» **Task to complete**: Only lines with the word "struct" are wanted; copy each of them from the listing below.

» **Data under study**:
--- --- ---

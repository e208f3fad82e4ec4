//! State shared between the sampler and the controller
//!
//! The sampler is the only writer of the sensor state; the controller
//! reads it once per tick through [`SharedState::snapshot`], so a tick
//! never sees a half-appended history. Limit flags are atomics and can be
//! read from anywhere.

use core::cell::RefCell;
use core::sync::atomic::{AtomicBool, Ordering};

use embassy_sync::blocking_mutex::raw::CriticalSectionRawMutex;
use embassy_sync::blocking_mutex::Mutex;
use embassy_sync::signal::Signal;

use eigsep_core::config::EstimatorConfig;
use eigsep_core::sensor::{Direction, DirectionEstimator};
use eigsep_core::supervisor::LimitFlags;
use eigsep_core::{Axis, PerAxis};

/// Sensor-side state, written by the sampler
#[derive(Debug, Clone)]
pub struct SensorState {
    pub estimator: DirectionEstimator,
    /// Latest voltages, `None` until the first sample
    pub volts: Option<PerAxis<f32>>,
    /// Soft-limit reversal requests, latched until the controller takes them
    pub reverse_requested: PerAxis<bool>,
    /// Samples recorded this session
    pub samples: u64,
}

impl SensorState {
    pub fn new(config: &EstimatorConfig) -> Self {
        Self {
            estimator: DirectionEstimator::from_config(config),
            volts: None,
            reverse_requested: PerAxis::splat(false),
            samples: 0,
        }
    }
}

/// Consistent view of the sensor state for one controller tick
#[derive(Debug, Clone, Copy, PartialEq)]
pub struct SensorSnapshot {
    pub directions: PerAxis<Direction>,
    pub volts: Option<PerAxis<f32>>,
    /// Estimator window full
    pub warm: PerAxis<bool>,
    /// Soft-limit reversal requested since the last snapshot
    pub reverse_requested: PerAxis<bool>,
}

/// Cooperative shutdown token
pub struct Shutdown {
    requested: AtomicBool,
    signal: Signal<CriticalSectionRawMutex, ()>,
}

impl Shutdown {
    pub const fn new() -> Self {
        Self {
            requested: AtomicBool::new(false),
            signal: Signal::new(),
        }
    }

    /// Request shutdown; safe to call from any thread, any number of times
    pub fn request(&self) {
        self.requested.store(true, Ordering::Release);
        self.signal.signal(());
    }

    pub fn is_requested(&self) -> bool {
        self.requested.load(Ordering::Acquire)
    }

    /// Wait until shutdown is requested
    ///
    /// Only one task may wait at a time; others poll [`is_requested`](Self::is_requested).
    pub async fn wait(&self) {
        while !self.is_requested() {
            self.signal.wait().await;
        }
    }
}

impl Default for Shutdown {
    fn default() -> Self {
        Self::new()
    }
}

/// Everything both activities share
pub struct SharedState {
    sensor: Mutex<CriticalSectionRawMutex, RefCell<SensorState>>,
    pub limits: LimitFlags,
    pub shutdown: Shutdown,
}

impl SharedState {
    pub fn new(config: &EstimatorConfig) -> Self {
        Self {
            sensor: Mutex::new(RefCell::new(SensorState::new(config))),
            limits: LimitFlags::cleared(),
            shutdown: Shutdown::new(),
        }
    }

    /// Run `f` with exclusive access to the sensor state
    pub fn with_sensor<R>(&self, f: impl FnOnce(&mut SensorState) -> R) -> R {
        self.sensor.lock(|sensor| f(&mut sensor.borrow_mut()))
    }

    /// Take a snapshot, consuming pending soft-limit requests
    pub fn snapshot(&self) -> SensorSnapshot {
        self.with_sensor(|sensor| {
            let reverse_requested = sensor.reverse_requested;
            sensor.reverse_requested = PerAxis::splat(false);
            SensorSnapshot {
                directions: sensor.estimator.directions(),
                volts: sensor.volts,
                warm: PerAxis::from_fn(|axis| sensor.estimator.is_warm(axis)),
                reverse_requested,
            }
        })
    }

    /// Drop the direction history of an axis
    ///
    /// Samples taken before a commanded direction change would read as a
    /// mismatch against the new command.
    pub fn reseed(&self, axis: Axis) {
        self.with_sensor(|sensor| {
            sensor.estimator.reseed(axis);
            sensor.reverse_requested[axis] = false;
        });
    }
}

#[cfg(test)]
mod tests {
    use super::*;

    fn warm_forward(shared: &SharedState, axis: Axis) {
        shared.with_sensor(|sensor| {
            for i in 0..5 {
                sensor.estimator.record(axis, 1.0 + 0.01 * i as f32);
            }
        });
    }

    #[test]
    fn test_snapshot_takes_requests() {
        let shared = SharedState::new(&EstimatorConfig::default());
        shared.with_sensor(|sensor| sensor.reverse_requested[Axis::Az] = true);
        assert!(shared.snapshot().reverse_requested[Axis::Az]);
        assert!(!shared.snapshot().reverse_requested[Axis::Az]);
    }

    #[test]
    fn test_reseed_reports_stationary() {
        let shared = SharedState::new(&EstimatorConfig::default());
        warm_forward(&shared, Axis::Alt);
        let snapshot = shared.snapshot();
        assert_eq!(snapshot.directions[Axis::Alt], Direction::Forward);
        assert!(snapshot.warm[Axis::Alt]);

        shared.reseed(Axis::Alt);
        let snapshot = shared.snapshot();
        assert_eq!(snapshot.directions[Axis::Alt], Direction::Stationary);
        assert!(!snapshot.warm[Axis::Alt]);
    }

    #[test]
    fn test_shutdown_is_sticky() {
        let shutdown = Shutdown::new();
        assert!(!shutdown.is_requested());
        shutdown.request();
        shutdown.request();
        assert!(shutdown.is_requested());
        embassy_futures::block_on(shutdown.wait());
    }
}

--- --- ---

» **Exercise answer**:
pub struct SensorState {
pub struct SensorSnapshot {
pub struct Shutdown {
pub struct SharedState {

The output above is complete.